I'm Ron Hutchcraft and I want to have A Word With You today about "A Thousand Invisible Mornings."
It turns out that the secret of being a spiritual champion is pretty much the same—a thousand invisible mornings with Jesus. He set the example by showing up morning after morning to spend time with His Father. Our word for today from the word of God in Mark 3:14 explains that when He called the men He would build His life's work on, it says, "He appointed twelve, (and here was their job) that they might be with Him." The first job of a disciple–be with Jesus. It must have worked. When the men who helped crucify Jesus hauled Peter and John in for questioning it says, "...they were astonished and they took note that these men had been with Jesus" (Acts 4:13).
You can tell when someone's spent a lot of time with Jesus. There's something magnetic about them. They have this authority, this confidence, this power, this caring. People become like the people they hang out with, and when you hang out with Jesus, you become more and more like Him.

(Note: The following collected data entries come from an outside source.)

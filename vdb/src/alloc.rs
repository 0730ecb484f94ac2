// This Source Code Form is subject to the terms of the Mozilla Public
// License, v. 2.0. If a copy of the MPL was not distributed with this
// file, You can obtain one at https://mozilla.org/MPL/2.0/.

//! Route target auto allocation.
//!
//! Targets take the form `<region_asn>:<n>` with `n` drawn from the
//! configured range. Candidates are picked outside of the write transaction,
//! and the transaction claims them in the allocation tree. A claim that
//! collides with a concurrent allocation fails the transaction, which is then
//! retried with fresh candidates.

use crate::config::TargetAllocation;
use crate::error::Error;
use crate::types::BgpvpnCreate;
use std::collections::BTreeSet;

/// Number of times a create is retried after losing an allocation race.
pub(crate) const MAX_ATTEMPTS: usize = 8;

#[derive(Debug, Clone, Default, PartialEq, Eq)]
pub(crate) struct Allocation {
    pub route: Option<String>,
    pub import: Option<String>,
    pub export: Option<String>,
}

impl Allocation {
    pub fn targets(&self) -> impl Iterator<Item = &String> {
        self.route
            .iter()
            .chain(self.import.iter())
            .chain(self.export.iter())
    }

    pub fn is_empty(&self) -> bool {
        self.targets().next().is_none()
    }
}

/// Choose targets for every enabled list the create request leaves empty.
pub(crate) fn plan(
    cfg: &TargetAllocation,
    used: &BTreeSet<String>,
    spec: &BgpvpnCreate,
) -> Result<Allocation, Error> {
    let mut result = Allocation::default();
    if !cfg.enabled() {
        return Ok(result);
    }
    let Some(asn) = &cfg.region_asn else {
        return Ok(result);
    };

    let empty = |l: &Option<Vec<String>>| l.as_ref().map_or(true, Vec::is_empty);
    let mut taken = used.clone();
    let mut next = || -> Result<String, Error> {
        let range = cfg.target_id_range;
        for n in range.low..=range.high {
            let target = format!("{asn}:{n}");
            if !taken.contains(&target) {
                taken.insert(target.clone());
                return Ok(target);
            }
        }
        Err(Error::Conflict(format!(
            "route target id range {range} is exhausted"
        )))
    };

    if cfg.route_target_auto_allocation && spec.route_targets.is_empty() {
        result.route = Some(next()?);
    }
    if cfg.import_target_auto_allocation && empty(&spec.import_targets) {
        result.import = Some(next()?);
    }
    if cfg.export_target_auto_allocation && empty(&spec.export_targets) {
        result.export = Some(next()?);
    }
    Ok(result)
}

Why are there so many Christians who have a head full of Jesus, but live such ordinary, even hypocritical lives? Why do so many of us have a roller coaster faith, with occasional glorious highs that punctuate long stretches of this bland mediocrity? Because we won't pay the price to be a champion.
That price is to make our daily time with Jesus non-negotiable; the anchor of our daily schedule; the "sun" around which all the other "planets" of our life must revolve. Christian meetings and events won't do it. Great Bible teaching, Christian fellowship, they won't do it. There simply is no substitute for the love-driven discipline of spending time with Jesus yourself. We meet Him in His Book. It's the love letter that enables us to be with Him until we can be really with Him in heaven.
A vibrant, powerful relationship with Jesus Christ is rooted in those thousand invisible mornings with Jesus. No one will know if you show up, except Jesus. But if you do show up consistently, people will notice the difference and be strangely drawn to the Jesus in you. He'll show up tomorrow morning, as He has every morning since you met Him. Be there.